//! Error types for spectraflow.
//!
//! Errors fall into three families:
//!
//! - [`ConfigurationError`]: the manifest, registry or parameter domain is
//!   unusable. Reported before anything is built.
//! - [`GraphError`]: the expanded instance graph is malformed. Reported before
//!   any instance executes.
//! - [`InstanceFailure`]: a single instance could not run or failed. These are
//!   recorded in the run report and never abort the run.

use crate::registry::ScopeKind;
use serde::{Deserialize, Serialize};
use std::collections::BTreeMap;
use std::path::PathBuf;
use thiserror::Error;

/// The main error type for spectraflow operations.
#[derive(Debug, Error)]
pub enum SpectraflowError {
    /// The manifest, registry or domain is misconfigured.
    #[error("{0}")]
    Configuration(#[from] ConfigurationError),

    /// The instance graph could not be built or validated.
    #[error("{0}")]
    Graph(#[from] GraphError),

    /// Serialization/deserialization error.
    #[error("Serialization error: {0}")]
    Serialization(String),

    /// IO error.
    #[error("IO error: {0}")]
    Io(#[from] std::io::Error),
}

impl SpectraflowError {
    /// Returns the diagnostic info for configuration and graph errors.
    #[must_use]
    pub fn error_info(&self) -> Option<ContractErrorInfo> {
        match self {
            Self::Configuration(err) => Some(err.error_info()),
            Self::Graph(err) => Some(err.error_info()),
            Self::Serialization(_) | Self::Io(_) => None,
        }
    }
}

/// Metadata about an error for better diagnostics.
#[derive(Debug, Clone, Serialize, Deserialize, Default, PartialEq, Eq)]
pub struct ContractErrorInfo {
    /// Error code (e.g., "GRAPH-002-CYCLE").
    pub code: String,
    /// Short summary of the error.
    pub summary: String,
    /// Hint for fixing the error.
    pub fix_hint: Option<String>,
    /// Additional context key-value pairs.
    #[serde(default)]
    pub context: BTreeMap<String, String>,
}

impl ContractErrorInfo {
    /// Creates a new contract error info.
    #[must_use]
    pub fn new(code: impl Into<String>, summary: impl Into<String>) -> Self {
        Self {
            code: code.into(),
            summary: summary.into(),
            fix_hint: None,
            context: BTreeMap::new(),
        }
    }

    /// Sets the fix hint.
    #[must_use]
    pub fn with_fix_hint(mut self, hint: impl Into<String>) -> Self {
        self.fix_hint = Some(hint.into());
        self
    }

    /// Adds a single context entry.
    #[must_use]
    pub fn with_context_entry(mut self, key: impl Into<String>, value: impl Into<String>) -> Self {
        self.context.insert(key.into(), value.into());
        self
    }
}

/// Errors in the manifest, registry, or parameter domain.
#[derive(Debug, Clone, Error, PartialEq, Eq)]
pub enum ConfigurationError {
    /// A template placeholder has no binding.
    #[error("Unbound placeholder '{{{placeholder}}}' in template '{template}'")]
    UnboundPlaceholder {
        /// The template text.
        template: String,
        /// The placeholder without braces.
        placeholder: String,
    },

    /// A template uses a placeholder that is not a scope parameter.
    #[error("Unknown placeholder '{{{placeholder}}}' in template '{template}' (expected name, tag or group)")]
    UnknownPlaceholder {
        /// The template text.
        template: String,
        /// The placeholder without braces.
        placeholder: String,
    },

    /// Two stage definitions share a name.
    #[error("Duplicate stage name: '{name}'")]
    DuplicateStageName {
        /// The colliding name.
        name: String,
    },

    /// A stage declares no output slots.
    #[error("Stage '{stage}' declares no outputs")]
    NoOutputs {
        /// The stage name.
        stage: String,
    },

    /// A slot refers to an artifact type missing from the catalog.
    #[error("Stage '{stage}' slot '{slot}' refers to unknown artifact type '{artifact_type}'")]
    UnknownArtifactType {
        /// The stage name.
        stage: String,
        /// The slot name.
        slot: String,
        /// The missing artifact type.
        artifact_type: String,
    },

    /// A required scope resolved to zero values.
    #[error("Stage '{stage}' requires scope '{scope}' but no values were discovered")]
    EmptyDomain {
        /// The stage name.
        stage: String,
        /// The empty scope dimension.
        scope: ScopeKind,
    },

    /// The manifest or configuration file could not be read or parsed.
    #[error("Cannot load '{}': {message}", path.display())]
    Manifest {
        /// The file path.
        path: PathBuf,
        /// What went wrong.
        message: String,
    },

    /// A configuration value could not be parsed.
    #[error("Invalid value '{value}' for {key}: {message}")]
    InvalidSetting {
        /// The setting or environment variable.
        key: String,
        /// The offending value.
        value: String,
        /// What went wrong.
        message: String,
    },
}

impl ConfigurationError {
    /// Returns the stable error code.
    #[must_use]
    pub fn code(&self) -> &'static str {
        match self {
            Self::UnboundPlaceholder { .. } => "CONFIG-001-UNBOUND_PLACEHOLDER",
            Self::UnknownPlaceholder { .. } => "CONFIG-002-UNKNOWN_PLACEHOLDER",
            Self::DuplicateStageName { .. } => "CONFIG-003-DUPLICATE_STAGE",
            Self::NoOutputs { .. } => "CONFIG-004-NO_OUTPUTS",
            Self::UnknownArtifactType { .. } => "CONFIG-005-UNKNOWN_ARTIFACT_TYPE",
            Self::EmptyDomain { .. } => "CONFIG-006-EMPTY_DOMAIN",
            Self::Manifest { .. } => "CONFIG-007-MANIFEST",
            Self::InvalidSetting { .. } => "CONFIG-008-INVALID_SETTING",
        }
    }

    /// Builds diagnostic info with a fix hint.
    #[must_use]
    pub fn error_info(&self) -> ContractErrorInfo {
        let info = ContractErrorInfo::new(self.code(), self.to_string());
        match self {
            Self::UnboundPlaceholder { .. } => info.with_fix_hint(
                "Output templates may only use placeholders covered by the stage scope.",
            ),
            Self::UnknownPlaceholder { .. } => {
                info.with_fix_hint("Use {name}, {tag} or {group} in artifact templates.")
            }
            Self::DuplicateStageName { name } => info
                .with_context_entry("stage", name)
                .with_fix_hint("Give the second definition its own name; it may share the contract."),
            Self::NoOutputs { stage } => info
                .with_context_entry("stage", stage)
                .with_fix_hint("Declare at least one output slot."),
            Self::UnknownArtifactType { stage, .. } => info
                .with_context_entry("stage", stage)
                .with_fix_hint("Add the artifact type to the manifest's artifacts section."),
            Self::EmptyDomain { stage, .. } => info
                .with_context_entry("stage", stage)
                .with_fix_hint("Check the data root and groupings, or drop scopeRequired."),
            Self::Manifest { .. } => info,
            Self::InvalidSetting { key, .. } => info.with_context_entry("setting", key),
        }
    }
}

/// One hop of a dependency cycle.
#[derive(Debug, Clone, PartialEq, Eq, Serialize, Deserialize)]
pub struct CycleLink {
    /// Producing instance key.
    pub producer: String,
    /// Artifact flowing along the edge.
    pub artifact: String,
    /// Consuming instance key.
    pub consumer: String,
}

/// Error raised when a cycle is detected in the instance graph.
#[derive(Debug, Clone, Error, PartialEq, Eq)]
#[error("Cycle detected in instance graph: {}", render_cycle(links))]
pub struct CycleDetectedError {
    /// The edges forming the cycle, in traversal order.
    pub links: Vec<CycleLink>,
}

impl CycleDetectedError {
    /// Creates a new cycle detected error.
    #[must_use]
    pub fn new(links: Vec<CycleLink>) -> Self {
        Self { links }
    }

    /// Returns the instance keys along the cycle, closing back on the first.
    #[must_use]
    pub fn cycle_path(&self) -> Vec<String> {
        let mut path: Vec<String> = self.links.iter().map(|l| l.producer.clone()).collect();
        if let Some(first) = self.links.first() {
            path.push(first.producer.clone());
        }
        path
    }
}

fn render_cycle(links: &[CycleLink]) -> String {
    let Some(first) = links.first() else {
        return String::new();
    };
    let mut out = first.producer.clone();
    for link in links {
        out.push_str(&format!(" -[{}]-> {}", link.artifact, link.consumer));
    }
    out
}

/// Errors raised while building or validating the instance graph.
#[derive(Debug, Clone, Error, PartialEq, Eq)]
pub enum GraphError {
    /// More than one producer matches a single-valued slot.
    #[error("Ambiguous producer for '{consumer}' slot '{slot}': {}", producers.join(", "))]
    AmbiguousProducer {
        /// Consuming instance key.
        consumer: String,
        /// Slot name.
        slot: String,
        /// Matching artifacts.
        producers: Vec<String>,
    },

    /// The graph contains a cycle.
    #[error("{0}")]
    CycleDetected(#[from] CycleDetectedError),

    /// An artifact is claimed by more than one producer.
    #[error("Artifact '{artifact}' is claimed by more than one producer: {}", claimants.join(", "))]
    DuplicateArtifactClaim {
        /// The artifact path.
        artifact: String,
        /// The claiming instance keys (`<root>` for pre-existing artifacts).
        claimants: Vec<String>,
    },
}

impl GraphError {
    /// Returns the stable error code.
    #[must_use]
    pub fn code(&self) -> &'static str {
        match self {
            Self::AmbiguousProducer { .. } => "GRAPH-001-AMBIGUOUS_PRODUCER",
            Self::CycleDetected(_) => "GRAPH-002-CYCLE",
            Self::DuplicateArtifactClaim { .. } => "GRAPH-003-DUPLICATE_CLAIM",
        }
    }

    /// Builds diagnostic info with a fix hint.
    #[must_use]
    pub fn error_info(&self) -> ContractErrorInfo {
        let info = ContractErrorInfo::new(self.code(), self.to_string());
        match self {
            Self::AmbiguousProducer { consumer, slot, .. } => info
                .with_context_entry("consumer", consumer)
                .with_context_entry("slot", slot)
                .with_fix_hint("Declare the slot as a collection, or narrow the producer's template."),
            Self::CycleDetected(_) => info
                .with_fix_hint("Two stages require each other's outputs; remove one of the inputs."),
            Self::DuplicateArtifactClaim { artifact, .. } => info
                .with_context_entry("artifact", artifact)
                .with_fix_hint("Give each output its own artifact type or template."),
        }
    }
}

/// Per-instance failure recorded in the run report.
#[derive(Debug, Clone, Error, PartialEq, Eq, Serialize, Deserialize)]
#[serde(tag = "kind", rename_all = "snake_case")]
pub enum InstanceFailure {
    /// The instance could not be bound to its required producers.
    #[error("Instance '{instance}' is unresolvable: {reason}")]
    Unresolvable {
        /// Instance key.
        instance: String,
        /// Why binding failed.
        reason: String,
    },

    /// The executor adapter reported a failure.
    #[error("Stage execution failed for '{instance}': {message}")]
    StageExecutionFailed {
        /// Instance key.
        instance: String,
        /// Adapter message.
        message: String,
    },
}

### Task description
Please output exactly the lines between the one holding "context key-value pairs." and the one holding "The slot name." in the records above, inclusive, and nothing more.

### Answer below
    /// Additional context key-value pairs.
    #[serde(default)]
    pub context: BTreeMap<String, String>,
}

impl ContractErrorInfo {
    /// Creates a new contract error info.
    #[must_use]
    pub fn new(code: impl Into<String>, summary: impl Into<String>) -> Self {
        Self {
            code: code.into(),
            summary: summary.into(),
            fix_hint: None,
            context: BTreeMap::new(),
        }
    }

    /// Sets the fix hint.
    #[must_use]
    pub fn with_fix_hint(mut self, hint: impl Into<String>) -> Self {
        self.fix_hint = Some(hint.into());
        self
    }

    /// Adds a single context entry.
    #[must_use]
    pub fn with_context_entry(mut self, key: impl Into<String>, value: impl Into<String>) -> Self {
        self.context.insert(key.into(), value.into());
        self
    }
}

/// Errors in the manifest, registry, or parameter domain.
#[derive(Debug, Clone, Error, PartialEq, Eq)]
pub enum ConfigurationError {
    /// A template placeholder has no binding.
    #[error("Unbound placeholder '{{{placeholder}}}' in template '{template}'")]
    UnboundPlaceholder {
        /// The template text.
        template: String,
        /// The placeholder without braces.
        placeholder: String,
    },

    /// A template uses a placeholder that is not a scope parameter.
    #[error("Unknown placeholder '{{{placeholder}}}' in template '{template}' (expected name, tag or group)")]
    UnknownPlaceholder {
        /// The template text.
        template: String,
        /// The placeholder without braces.
        placeholder: String,
    },

    /// Two stage definitions share a name.
    #[error("Duplicate stage name: '{name}'")]
    DuplicateStageName {
        /// The colliding name.
        name: String,
    },

    /// A stage declares no output slots.
    #[error("Stage '{stage}' declares no outputs")]
    NoOutputs {
        /// The stage name.
        stage: String,
    },

    /// A slot refers to an artifact type missing from the catalog.
    #[error("Stage '{stage}' slot '{slot}' refers to unknown artifact type '{artifact_type}'")]
    UnknownArtifactType {
        /// The stage name.
        stage: String,
        /// The slot name.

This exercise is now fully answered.